В Кличевском районе, что в годы Великой Отечественной войны стал одной из самых крупных партизанских зон в стране, есть мемориал на месте уничтоженных и не возродившихся деревень Вязень и Селец. Только в этих двух селах каратели уничтожили 140 человек. А всего за период немецкой оккупации здесь из 177 деревень была сожжена 81.
На начало войны в Вязене насчитывалось 17 домов, 80 жителей, в Сельце — 11 хат, 60 человек. Оба села дотла сожгли оккупанты: на территории района действовало одно из самых жестоких соединений СС — особое формирование под командованием Дирлевангера, специализировавшееся на борьбе с партизанами, проведении карательных операций.
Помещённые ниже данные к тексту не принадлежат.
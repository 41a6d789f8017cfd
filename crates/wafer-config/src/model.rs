// SPDX-FileCopyrightText: 2026 Wafer Contributors
// SPDX-License-Identifier: MIT OR Apache-2.0

//! Configuration model structs for the Wafer session adapter.
//!
//! All structs use `#[serde(deny_unknown_fields)]` to reject unrecognized
//! config keys at startup, providing actionable error messages.

use serde::{Deserialize, Serialize};
use wafer_core::InputMode;

/// Top-level Wafer configuration.
///
/// Loaded from TOML files following XDG hierarchy, with environment variable overrides.
#[derive(Debug, Clone, Default, Deserialize, Serialize)]
#[serde(deny_unknown_fields)]
pub struct WaferConfig {
    /// Session server connection settings.
    #[serde(default)]
    pub session: SessionConfig,

    /// Logging settings for the `wafer` binary.
    #[serde(default)]
    pub logging: LoggingConfig,
}

/// Session server connection and credential-source configuration.
#[derive(Debug, Clone, Deserialize, Serialize)]
#[serde(deny_unknown_fields)]
pub struct SessionConfig {
    /// Mini-program appid sent with every remote call.
    #[serde(default)]
    pub appid: String,

    /// Full URL of the session-authentication server endpoint.
    #[serde(default)]
    pub auth_server_url: String,

    /// Whether credentials come from SDK request headers or explicit arguments.
    #[serde(default)]
    pub mode: InputMode,

    /// Deadline for a single request to the session server, in seconds.
    #[serde(default = "default_timeout_secs")]
    pub timeout_secs: u64,
}

impl Default for SessionConfig {
    fn default() -> Self {
        Self {
            appid: String::new(),
            auth_server_url: String::new(),
            mode: InputMode::default(),
            timeout_secs: default_timeout_secs(),
        }
    }
}

fn default_timeout_secs() -> u64 {
    30
}

/// Logging configuration.
#[derive(Debug, Clone, Deserialize, Serialize)]
#[serde(deny_unknown_fields)]
pub struct LoggingConfig {
    /// Logging level (trace, debug, info, warn, error).
    #[serde(default = "default_log_level")]
    pub level: String,
}

impl Default for LoggingConfig {
    fn default() -> Self {
        Self {
            level: default_log_level(),
        }
    }
}

fn default_log_level() -> String {
    "info".to_string()
}
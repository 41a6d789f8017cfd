// SPDX-FileCopyrightText: 2026 Wafer Contributors
// SPDX-License-Identifier: MIT OR Apache-2.0

//! Vendor echo payload consumed by the front-end SDK.
//!
//! The payload is a flat JSON object keyed by [`SESSION_MAGIC_ID`] so the SDK
//! can recognize it, followed by either a `session` ticket or an
//! `error`/`message` pair:
//!
//! ```json
//! {"F2C224D4-2BCE-4C64-AF9F-A6D872000D1A": "1", "session": {"id": "...", "skey": "..."}}
//! {"F2C224D4-2BCE-4C64-AF9F-A6D872000D1A": "1", "error": "ERR_LOGIN_FAILED", "message": "..."}
//! ```

use serde::{Deserialize, Serialize};

use crate::constants::{SESSION_MAGIC_ID, SESSION_MAGIC_VALUE};
use crate::types::ErrorCategory;

/// Session id/key pair echoed after a successful login.
#[derive(Debug, Clone, PartialEq, Eq, Serialize, Deserialize)]
pub struct SessionTicket {
    pub id: String,
    pub skey: String,
}

/// What the payload reports besides the magic marker.
#[derive(Debug, Clone, PartialEq, Eq, Serialize, Deserialize)]
#[serde(untagged)]
pub enum VendorBody {
    Session {
        session: SessionTicket,
    },
    Error {
        error: ErrorCategory,
        message: String,
    },
}

/// A payload the embedding application must return verbatim to the SDK.
#[derive(Debug, Clone, PartialEq, Eq, Serialize, Deserialize)]
pub struct VendorPayload {
    // Must match `SESSION_MAGIC_ID`; serde needs the literal.
    #[serde(rename = "F2C224D4-2BCE-4C64-AF9F-A6D872000D1A")]
    magic: String,
    #[serde(flatten)]
    body: VendorBody,
}

impl VendorPayload {
    pub fn session(id: impl Into<String>, skey: impl Into<String>) -> Self {
        Self::with_body(VendorBody::Session {
            session: SessionTicket {
                id: id.into(),
                skey: skey.into(),
            },
        })
    }

    pub fn error(category: ErrorCategory, message: impl Into<String>) -> Self {
        Self::with_body(VendorBody::Error {
            error: category,
            message: message.into(),
        })
    }

    fn with_body(body: VendorBody) -> Self {
        Self {
            magic: SESSION_MAGIC_VALUE.to_string(),
            body,
        }
    }

    pub fn body(&self) -> &VendorBody {
        &self.body
    }

    /// The reported error category, if this is an error payload.
    pub fn category(&self) -> Option<ErrorCategory> {
        match &self.body {
            VendorBody::Error { error, .. } => Some(*error),
            VendorBody::Session { .. } => None,
        }
    }

    /// The magic marker key and its value.
    pub fn magic(&self) -> (&'static str, &str) {
        (SESSION_MAGIC_ID, &self.magic)
    }

    /// Renders the payload as the JSON value the SDK expects.
    pub fn to_json(&self) -> Result<serde_json::Value, serde_json::Error> {
        serde_json::to_value(self)
    }
}

#[cfg(test)]
mod tests {
    use serde_json::json;

    use super::*;

    #[test]
    fn session_payload_shape() {
        let payload = VendorPayload::session("sid", "skey");
        assert_eq!(
            payload.to_json().unwrap(),
            json!({
                "F2C224D4-2BCE-4C64-AF9F-A6D872000D1A": "1",
                "session": {"id": "sid", "skey": "skey"}
            })
        );
        assert_eq!(payload.category(), None);
    }

    #[test]
    fn error_payload_shape() {
        let payload = VendorPayload::error(ErrorCategory::InvalidSession, "code: 60011, message: x");
        assert_eq!(
            payload.to_json().unwrap(),
            json!({
                "F2C224D4-2BCE-4C64-AF9F-A6D872000D1A": "1",
                "error": "ERR_INVALID_SESSION",
                "message": "code: 60011, message: x"
            })
        );
        assert_eq!(payload.category(), Some(ErrorCategory::InvalidSession));
    }

    #[test]
    fn magic_key_matches_constant() {
        let value = VendorPayload::session("a", "b").to_json().unwrap();
        assert_eq!(value[SESSION_MAGIC_ID], "1");
        assert_eq!(VendorPayload::session("a", "b").magic(), (SESSION_MAGIC_ID, "1"));
    }

    #[test]
    fn payload_parses_back_from_sdk_json() {
        let raw = json!({
            "F2C224D4-2BCE-4C64-AF9F-A6D872000D1A": "1",
            "error": "ERR_LOGIN_FAILED",
            "message": "boom"
        });
        let payload: VendorPayload = serde_json::from_value(raw).unwrap();
        assert_eq!(payload, VendorPayload::error(ErrorCategory::LoginFailed, "boom"));
    }
}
Из протокола допроса Емельяна Цмыга, проживавшего в Вязене:
«Наше село, соседние — Селец, Ольховка, Суша и Усакино — находились в партизанской зоне. Весной 1942-го пришли немцы. Узнав об этом, партизанские отряды Ливенцева, Изоха и Свистунова устроили засаду, нескольких фашистов убили, остальные отступили. Спустя два-три дня карательный отряд вернулся, спалил Сушу, Селец, Вязень и Ольховку (Усакино еще раньше)... Местные понастроили землянки. А в августе 1942-го нагрянувшие изверги заставили меня, Василия Кривоноса и Максима Цмыга гнать отобранных у сельчан коров на Кличев... Когда мы вернулись, не застали никого из земляков. Лишь через несколько дней обнаружили на картофельном поле яму с убитыми. В ней были моя жена, два сына, сестра, две ее дочери, невестка, четверо внуков, остальные сельчане».
Родственница Емельяна Трофимовича Мария Цмыг, когда в Вязень пришли враги, схватила в охапку детей, одному из которых был год, второму — два с половиной, и поползла в лес. Это и спасло.
— Между Вязенем и Сельцом, что располагались метрах в 400 друг от друга, было картофельное поле. Туда каратели согнали сельчан, заставили углубить бурты, прыгать в яму, расстреливали на лету, — рассказывает старший научный сотрудник Кличевского краеведческого музея Лидия Ачинович. — Сегодня о загубленных селах и людских душах напоминает памятник «Расколотая хата», валуны «Вязень» и «Селец» на полуразрытых курганах.
На валуне «Вязень» — табличка:
«Той скрываўлены ранак быў чорны ад горкага дыму,
I дрыжэла земля ад смяротнага стону ахвяр.
Боль пякучы ў сэрцы стрымайце,
Беражыце Радзiму,
Каб нiколi не выбухнуў новы ваенны пажар!»
На фото, что протягивает мне Лидия Ачинович, рядом с валуном — мужчина с ребенком:
— Это Михаил Цмыг — один из сыновей Марии Ефимовны. Выживший в аду, он после войны уехал из этих мест, но присутствовал на открытии мемориала — с дочкой. В августе 1942-го кроме его семьи и трех погонщиков скота уцелел еще один паренек из деревни Вязень, историю спасения которого долгие годы знали лишь близкие.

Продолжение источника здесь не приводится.